#### EXERCISE DESCRIPTION:
Copy all lines of the listing that include the string "ProofOfWork".

#### WORKING DATA:

++++++++

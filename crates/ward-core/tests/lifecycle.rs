//! End-to-end lifecycle runs through the engine.
//!
//! The same scenarios run against the in-memory store and the SQLite
//! reference store: the engine must not care which one is underneath.

use chrono::Utc;
use ward_core::db::open_store_in_memory;
use ward_core::engine::Engine;
use ward_core::engine::lifecycle::ReportDraft;
use ward_core::error::WardError;
use ward_core::model::department::Department;
use ward_core::model::issue::{Priority, ProofOfWork, ProofStatus, Status};
use ward_core::model::post::{Post, PostStatus};
use ward_core::model::worker::Worker;
use ward_core::store::memory::MemoryStore;
use ward_core::store::{CivicStore, IssueStore, PostFeed, WorkerLedger};

fn citizen_post<S: CivicStore>(store: &S, body: &str) -> i64 {
    store
        .create_post(&Post {
            id: 0,
            author: "Jane Smith".into(),
            owner: "jane".into(),
            body: body.into(),
            status: PostStatus::Reported,
            issue_id: None,
            likes: 0,
            is_resolved: false,
            is_escalated: false,
            rating_work_avg: None,
            rating_escalation_avg: None,
            created_at: Utc::now(),
        })
        .expect("create citizen post")
}

fn register_worker<S: CivicStore>(store: &S, id: &str) {
    store
        .create_worker(&Worker::new(
            id.into(),
            "Mike Johnson".into(),
            Department::Water,
            "mike@civic.gov".into(),
        ))
        .expect("register worker");
}

fn report<S: CivicStore>(engine: &Engine<S>, post_id: i64) -> String {
    engine
        .report(ReportDraft {
            title: "Water main break on Oak Street".into(),
            description: "Flooding near Oak & 5th".into(),
            department: Department::Water,
            priority: Priority::Critical,
            location: Some("Oak St & 5th Ave".into()),
            reported_by: "Jane Smith".into(),
            original_post_id: Some(post_id),
        })
        .expect("report issue")
        .id
}

fn evidence() -> ProofOfWork {
    ProofOfWork {
        media_url: "https://media.civic.gov/proof/42.jpg".into(),
        timestamp: Utc::now(),
        location: Some("Oak St & 5th Ave".into()),
        geo_verified: true,
        notes: "Main repaired, road flushed".into(),
    }
}

fn happy_path<S: CivicStore>(store: S) -> (Engine<S>, String, i64) {
    let engine = Engine::new(store);
    let post_id = citizen_post(engine.store(), "Water everywhere on Oak Street!");
    register_worker(engine.store(), "w-7");

    let issue_id = report(&engine, post_id);
    let issue = engine.store().get_issue(&issue_id).expect("get");
    assert_eq!(issue.status, Status::Pending);

    let issue = engine
        .assign_task(&issue_id, "w-7", "dispatch")
        .expect("assign");
    assert_eq!(issue.status, Status::Assign);
    assert_eq!(
        engine.store().get_post(post_id).expect("post").status,
        PostStatus::Assigned
    );

    let issue = engine
        .submit_proof(&issue_id, evidence(), "w-7")
        .expect("submit proof");
    assert_eq!(issue.status, Status::PendingReview);
    // Citizen post stays at `assigned` until the review concludes.
    assert_eq!(
        engine.store().get_post(post_id).expect("post").status,
        PostStatus::Assigned
    );

    let issue = engine
        .approve_proof(&issue_id, "supervisor")
        .expect("approve proof");
    assert_eq!(issue.status, Status::Resolved);
    assert_eq!(
        issue.proof_review.as_ref().map(|r| r.status),
        Some(ProofStatus::Approved)
    );

    (engine, issue_id, post_id)
}

fn assert_resolution_effects<S: CivicStore>(engine: &Engine<S>, issue_id: &str, post_id: i64) {
    // Worker credited exactly once.
    let worker = engine.store().get_worker("w-7").expect("worker");
    assert_eq!(worker.tasks_completed, 1);
    assert_eq!(worker.civic_score, 100);

    // Citizen post mirrored to resolved.
    let post = engine.store().get_post(post_id).expect("post");
    assert_eq!(post.status, PostStatus::Resolved);
    assert!(post.is_resolved);

    // A disclosure post referencing the issue id exists.
    let disclosures = engine
        .store()
        .query_posts_by_author(&["Water Supply & Sewage".to_string()])
        .expect("disclosures");
    assert_eq!(disclosures.len(), 1);
    assert_eq!(disclosures[0].issue_id.as_deref(), Some(issue_id));
    assert!(disclosures[0].body.contains("Evidence: https://"));
}

#[test]
fn full_happy_path_in_memory() {
    let (engine, issue_id, post_id) = happy_path(MemoryStore::new());
    assert_resolution_effects(&engine, &issue_id, post_id);
}

#[test]
fn full_happy_path_on_sqlite() {
    let (engine, issue_id, post_id) = happy_path(open_store_in_memory().expect("open store"));
    assert_resolution_effects(&engine, &issue_id, post_id);
}

#[test]
fn re_approval_does_not_double_credit() {
    let (engine, issue_id, _) = happy_path(MemoryStore::new());

    let err = engine
        .approve_proof(&issue_id, "supervisor")
        .expect_err("second approval must fail");
    assert!(matches!(err, WardError::AlreadyApproved { .. }));

    let worker = engine.store().get_worker("w-7").expect("worker");
    assert_eq!(worker.tasks_completed, 1);
    assert_eq!(worker.civic_score, 100);
}

#[test]
fn assign_twice_fails_regardless_of_worker() {
    let engine = Engine::new(MemoryStore::new());
    let post_id = citizen_post(engine.store(), "Garbage not collected");
    register_worker(engine.store(), "w-7");
    register_worker(engine.store(), "w-8");

    let issue_id = report(&engine, post_id);
    engine
        .assign_task(&issue_id, "w-7", "dispatch")
        .expect("assign");

    let err = engine
        .assign_task(&issue_id, "w-8", "dispatch")
        .expect_err("reassignment must fail");
    assert!(matches!(err, WardError::AlreadyAssigned { .. }));
}

#[test]
fn inactive_worker_is_unavailable() {
    let engine = Engine::new(MemoryStore::new());
    let post_id = citizen_post(engine.store(), "Street light flickering");
    register_worker(engine.store(), "w-7");
    engine
        .store()
        .set_worker_active("w-7", false)
        .expect("deactivate");

    let issue_id = report(&engine, post_id);
    let err = engine
        .assign_task(&issue_id, "w-7", "dispatch")
        .expect_err("inactive worker");
    assert!(matches!(err, WardError::WorkerUnavailable { .. }));
}

#[test]
fn submit_requires_assign_and_refuses_concurrent_review() {
    let engine = Engine::new(MemoryStore::new());
    let post_id = citizen_post(engine.store(), "Broken swing in the park");
    register_worker(engine.store(), "w-7");
    let issue_id = report(&engine, post_id);

    // Still pending: no proof allowed.
    let err = engine
        .submit_proof(&issue_id, evidence(), "w-7")
        .expect_err("pending issue cannot take proof");
    assert!(matches!(err, WardError::InvalidTransition { .. }));

    engine
        .assign_task(&issue_id, "w-7", "dispatch")
        .expect("assign");
    engine
        .submit_proof(&issue_id, evidence(), "w-7")
        .expect("first proof");

    let err = engine
        .submit_proof(&issue_id, evidence(), "w-7")
        .expect_err("review already open");
    assert!(matches!(err, WardError::ReviewInProgress { .. }));
}

#[test]
fn rejection_returns_to_assign_and_keeps_worker() {
    let engine = Engine::new(MemoryStore::new());
    let post_id = citizen_post(engine.store(), "Overflowing drain");
    register_worker(engine.store(), "w-7");
    let issue_id = report(&engine, post_id);

    engine
        .assign_task(&issue_id, "w-7", "dispatch")
        .expect("assign");
    engine
        .submit_proof(&issue_id, evidence(), "w-7")
        .expect("submit");

    let issue = engine
        .reject_proof(&issue_id, "supervisor")
        .expect("reject");
    assert_eq!(issue.status, Status::Assign);
    assert_eq!(
        issue.proof_review.as_ref().map(|r| r.status),
        Some(ProofStatus::Rejected)
    );
    assert_eq!(
        issue.assigned_personnel.as_ref().map(|p| p.id.as_str()),
        Some("w-7")
    );
    assert_eq!(
        engine.store().get_post(post_id).expect("post").status,
        PostStatus::Assigned
    );

    // No credit for rejected work.
    let worker = engine.store().get_worker("w-7").expect("worker");
    assert_eq!(worker.tasks_completed, 0);

    // Resubmission after rejection is a fresh review cycle.
    engine
        .submit_proof(&issue_id, evidence(), "w-7")
        .expect("resubmit");
    let issue = engine
        .approve_proof(&issue_id, "supervisor")
        .expect("approve after rework");
    assert_eq!(issue.proof_of_work.len(), 2);
}

#[test]
fn reopen_returns_resolved_issue_to_active_work() {
    let (engine, issue_id, _) = happy_path(MemoryStore::new());

    let issue = engine.reopen(&issue_id, "jane").expect("reopen");
    assert_eq!(issue.status, Status::Assign);
    assert!(issue.assigned_personnel.is_some());
    assert!(
        issue
            .audit
            .iter()
            .any(|entry| entry.status == Status::Reopened)
    );

    // Only resolved issues can reopen.
    let err = engine.reopen(&issue_id, "jane").expect_err("not resolved");
    assert!(matches!(err, WardError::InvalidTransition { .. }));
}

#[test]
fn disabled_disclosure_skips_the_public_post_only() {
    let engine = Engine::new(MemoryStore::new()).with_disclosure(false);
    let post_id = citizen_post(engine.store(), "Water main break");
    register_worker(engine.store(), "w-7");
    let issue_id = report(&engine, post_id);

    engine
        .assign_task(&issue_id, "w-7", "dispatch")
        .expect("assign");
    engine
        .submit_proof(&issue_id, evidence(), "w-7")
        .expect("submit");
    engine
        .approve_proof(&issue_id, "supervisor")
        .expect("approve");

    // No disclosure post, but mirror and credit still ran.
    let disclosures = engine
        .store()
        .query_posts_by_author(&["Water Supply & Sewage".to_string()])
        .expect("disclosures");
    assert!(disclosures.is_empty());
    assert_eq!(
        engine.store().get_post(post_id).expect("post").status,
        PostStatus::Resolved
    );
    assert_eq!(
        engine.store().get_worker("w-7").expect("worker").civic_score,
        100
    );
}

#[test]
fn audit_trail_records_every_transition() {
    let (engine, issue_id, _) = happy_path(MemoryStore::new());
    let issue = engine.store().get_issue(&issue_id).expect("get");

    let statuses: Vec<Status> = issue.audit.iter().map(|entry| entry.status).collect();
    assert_eq!(
        statuses,
        vec![
            Status::Pending,
            Status::Assign,
            Status::PendingReview,
            Status::Resolved
        ]
    );
}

++++++++

#### RESULT:
use ward_core::model::issue::{Priority, ProofOfWork, ProofStatus, Status};
fn evidence() -> ProofOfWork {
    ProofOfWork {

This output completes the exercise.